Schreiner, Sarah Marie.
The Contribution of Chromatin to Nuclear Mechanics.
- Ann Arbor : ProQuest Dissertations & Theses, 2016 - 101 p.
Source: Dissertation Abstracts International, Volume: 77-12(E), Section: B.
Thesis (Ph.D.)--Yale University, 2016.
The cells in our body are constantly subjected to remarkable amounts of mechanical stresses that they must accommodate and adapt to in order to maintain normal cellular functions. One of the ways in which the cells can accommodate these mechanical stresses is to distribute them into the cellular network, including their nucleus. However, the nucleus must have a means to handle and disperse forces applied to it. The nuclear lamins are considered to be the primary mechanical defense of the mammalian nucleus, however, lamins are part of an integrated network of lipids, proteins, and chromatin. Yeast, which lack a nuclear lamina, provide a model system in which to study the lamin-independent contributions of chromatin and proteins residing in the nuclear membrane to nuclear mechanics. Here, I have combined a quantitative imaging platform capable of measuring 3D nuclear contours in live cells with an in vitro optical tweezers assay to probe the mechanical properties of S. pombe nuclei. In live cells, I find that both condensed chromatin and association of chromatin with the inner nuclear membrane (INM) through integral membrane proteins is required for a normal mechanical response of the nucleus to microtubule forces. Increasing loss of integral INM proteins or loss of heterochromatin results in highly deformable nuclei specifically in response to exogenous forces from microtubules. These nuclei also show a decreased capacity to recover from mechanical stress. Using optical tweezers, I find that nuclei lacking integral INM proteins or heterochromatin are less stiff than wild type nuclei and have an increased amount of chromatin flow, particularly when force is applied at rates that recapitulate the kinetics of microtubule dynamics in vivo. Wild type mitotic nuclei, in which chromatin is globally released from the INM, are extremely soft and have increased amounts of chromatin flow. However, nuclei from cdc25-22 cells which have a decreased chromatin to nuclear volume ratio, but the same number of chromatin attachments to the nuclear periphery compared to wild type, are less stiff that wild type, but do not display increased chromatin flow.

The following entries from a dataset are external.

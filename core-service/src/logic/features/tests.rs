//! Integration Tests for Normalizer + Windower
//!
//! Kiểm tra thứ tự normalize → window cho cả training và inference.

#[cfg(test)]
mod integration_tests {
    use ndarray::{s, Array2};

    use crate::logic::features::{
        normalize, prepare_inference_window, build_training_windows, FEATURE_COUNT,
    };

    fn telemetry(n: usize) -> Array2<f32> {
        Array2::from_shape_fn((n, FEATURE_COUNT), |(i, j)| {
            10.0 * j as f32 + (i as f32 * 0.3).sin() * 5.0
        })
    }

    /// Training windows từ stream đã normalize đều nằm trong [0, 1]
    #[test]
    fn test_training_windows_are_normalized() {
        let raw = telemetry(40);
        let stats = normalize::fit(raw.view()).unwrap();
        let normalized = normalize::apply(&stats, raw.view()).unwrap();
        let windows = build_training_windows(normalized.view(), 5).unwrap();

        assert_eq!(windows.len(), 36);
        for w in &windows {
            assert!(w.iter().all(|v| (0.0..=1.0).contains(v)));
        }
    }

    /// Normalize-then-window và window-then-normalize cho cùng kết quả
    #[test]
    fn test_live_window_order_independent() {
        let raw = telemetry(40);
        let stats = normalize::fit(raw.view()).unwrap();
        let live = raw.slice(s![30.., ..]).to_owned();

        let a = prepare_inference_window(
            normalize::apply(&stats, live.view()).unwrap().view(),
            5,
        )
        .unwrap();
        let b = normalize::apply(
            &stats,
            prepare_inference_window(live.view(), 5).unwrap().view(),
        )
        .unwrap();

        assert_eq!(a, b);
    }
}
//! Central Configuration Constants
//!
//! Single source of truth for all engine defaults.
//! Training, export và inference đều đọc từ đây - không hard-code ở chỗ khác.

use std::path::PathBuf;

pub use crate::logic::features::layout::FEATURE_COUNT;

/// Default sequence length (L)
pub const DEFAULT_SEQUENCE_LENGTH: usize = 5;

/// Recurrent hidden dimension
pub const DEFAULT_HIDDEN_DIM: usize = 64;

/// Latent (bottleneck) dimension
pub const DEFAULT_LATENT_DIM: usize = 32;

/// Number of stacked recurrent layers
pub const DEFAULT_NUM_LAYERS: usize = 2;

pub const DEFAULT_EPOCHS: usize = 100;
pub const DEFAULT_BATCH_SIZE: usize = 32;
pub const DEFAULT_LEARNING_RATE: f32 = 0.001;

/// Percentile of normal reconstruction errors used as the decision threshold
pub const DEFAULT_PERCENTILE: f32 = 95.0;

/// Epochs without validation improvement before the learning rate is halved
pub const DEFAULT_PLATEAU_PATIENCE: usize = 10;

/// Learning rate multiplier on plateau
pub const PLATEAU_FACTOR: f32 = 0.5;

/// Gradient norm ceiling
pub const DEFAULT_MAX_GRAD_NORM: f32 = 1.0;

/// Fraction of windows used for training (rest = validation)
pub const TRAIN_SPLIT: f32 = 0.8;

/// Default RNG seed for weight init / shuffling
pub const DEFAULT_SEED: u64 = 42;

/// Floor for calibrated thresholds (score divides by threshold)
pub const MIN_THRESHOLD: f32 = 1e-8;

/// Heuristic verdict cutoff
pub const HEURISTIC_ANOMALY_SCORE: f32 = 0.6;

/// Model package file name
pub const DEFAULT_MODEL_FILE: &str = "model.osae";

/// App name
pub const APP_NAME: &str = "One-Shield";

/// Engine version
pub const ENGINE_VERSION: &str = env!("CARGO_PKG_VERSION");

// ============================================
// Helper functions to read from env with fallback
// ============================================

/// Default model directory (per-user data dir)
pub fn default_model_dir() -> PathBuf {
    dirs::data_local_dir()
        .unwrap_or_else(|| PathBuf::from("."))
        .join("ai-security")
        .join("models")
}

/// Get model package path from environment or use default
pub fn get_model_path() -> PathBuf {
    std::env::var("AI_ENGINE_MODEL_PATH")
        .map(PathBuf::from)
        .unwrap_or_else(|_| default_model_dir().join(DEFAULT_MODEL_FILE))
}

/// Get RNG seed from environment or use default
pub fn get_seed() -> u64 {
    std::env::var("AI_ENGINE_SEED")
        .ok()
        .and_then(|s| s.parse().ok())
        .unwrap_or(DEFAULT_SEED)
}

/// Get training epochs from environment or use default
pub fn get_epochs() -> usize {
    std::env::var("AI_ENGINE_EPOCHS")
        .ok()
        .and_then(|s| s.parse().ok())
        .filter(|&n| n > 0)
        .unwrap_or(DEFAULT_EPOCHS)
}

#[cfg(test)]
mod tests {
    use super::*;

    #[test]
    fn test_default_model_path_has_file_name() {
        let dir = default_model_dir();
        assert!(dir.ends_with("models"));
        assert_eq!(
            dir.join(DEFAULT_MODEL_FILE).file_name().and_then(|n| n.to_str()),
            Some(DEFAULT_MODEL_FILE)
        );
    }

    #[test]
    fn test_bottleneck_defaults() {
        // latent < hidden < L*F
        assert!(DEFAULT_LATENT_DIM < DEFAULT_HIDDEN_DIM);
        assert!(DEFAULT_HIDDEN_DIM < DEFAULT_SEQUENCE_LENGTH * FEATURE_COUNT);
    }
}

Combined with the in vivo data, this suggests that chromatin mechanically buffers cytoskeletal forces in wild type cells, but that without proper connectivity of the system in cells lacking INM proteins, chromatin can flow with the microtubule forces, causing larger, longer lasting deformations in the nuclear envelope.
ISBN: 9781369131697Subjects--Topical Terms:
3172791
Cellular biology.
The Contribution of Chromatin to Nuclear Mechanics.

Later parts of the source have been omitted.